Materials provided:
····················

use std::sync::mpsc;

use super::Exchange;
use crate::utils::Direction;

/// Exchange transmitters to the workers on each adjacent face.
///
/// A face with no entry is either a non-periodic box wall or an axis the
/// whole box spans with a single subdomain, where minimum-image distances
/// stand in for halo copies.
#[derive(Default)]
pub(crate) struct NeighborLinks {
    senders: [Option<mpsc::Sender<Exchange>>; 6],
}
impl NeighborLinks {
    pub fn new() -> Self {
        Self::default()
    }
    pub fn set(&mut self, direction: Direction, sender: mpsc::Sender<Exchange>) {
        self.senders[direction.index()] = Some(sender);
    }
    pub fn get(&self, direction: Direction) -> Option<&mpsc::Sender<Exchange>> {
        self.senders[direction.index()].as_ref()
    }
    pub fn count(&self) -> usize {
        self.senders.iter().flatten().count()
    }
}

····················

Task instructions:
Write out the whole listing above, keeping each line exactly as it is.

Answer space:
use std::sync::mpsc;

use super::Exchange;
use crate::utils::Direction;

/// Exchange transmitters to the workers on each adjacent face.
///
/// A face with no entry is either a non-periodic box wall or an axis the
/// whole box spans with a single subdomain, where minimum-image distances
/// stand in for halo copies.
#[derive(Default)]
pub(crate) struct NeighborLinks {
    senders: [Option<mpsc::Sender<Exchange>>; 6],
}
impl NeighborLinks {
    pub fn new() -> Self {
        Self::default()
    }
    pub fn set(&mut self, direction: Direction, sender: mpsc::Sender<Exchange>) {
        self.senders[direction.index()] = Some(sender);
    }
    pub fn get(&self, direction: Direction) -> Option<&mpsc::Sender<Exchange>> {
        self.senders[direction.index()].as_ref()
    }
    pub fn count(&self) -> usize {
        self.senders.iter().flatten().count()
    }
}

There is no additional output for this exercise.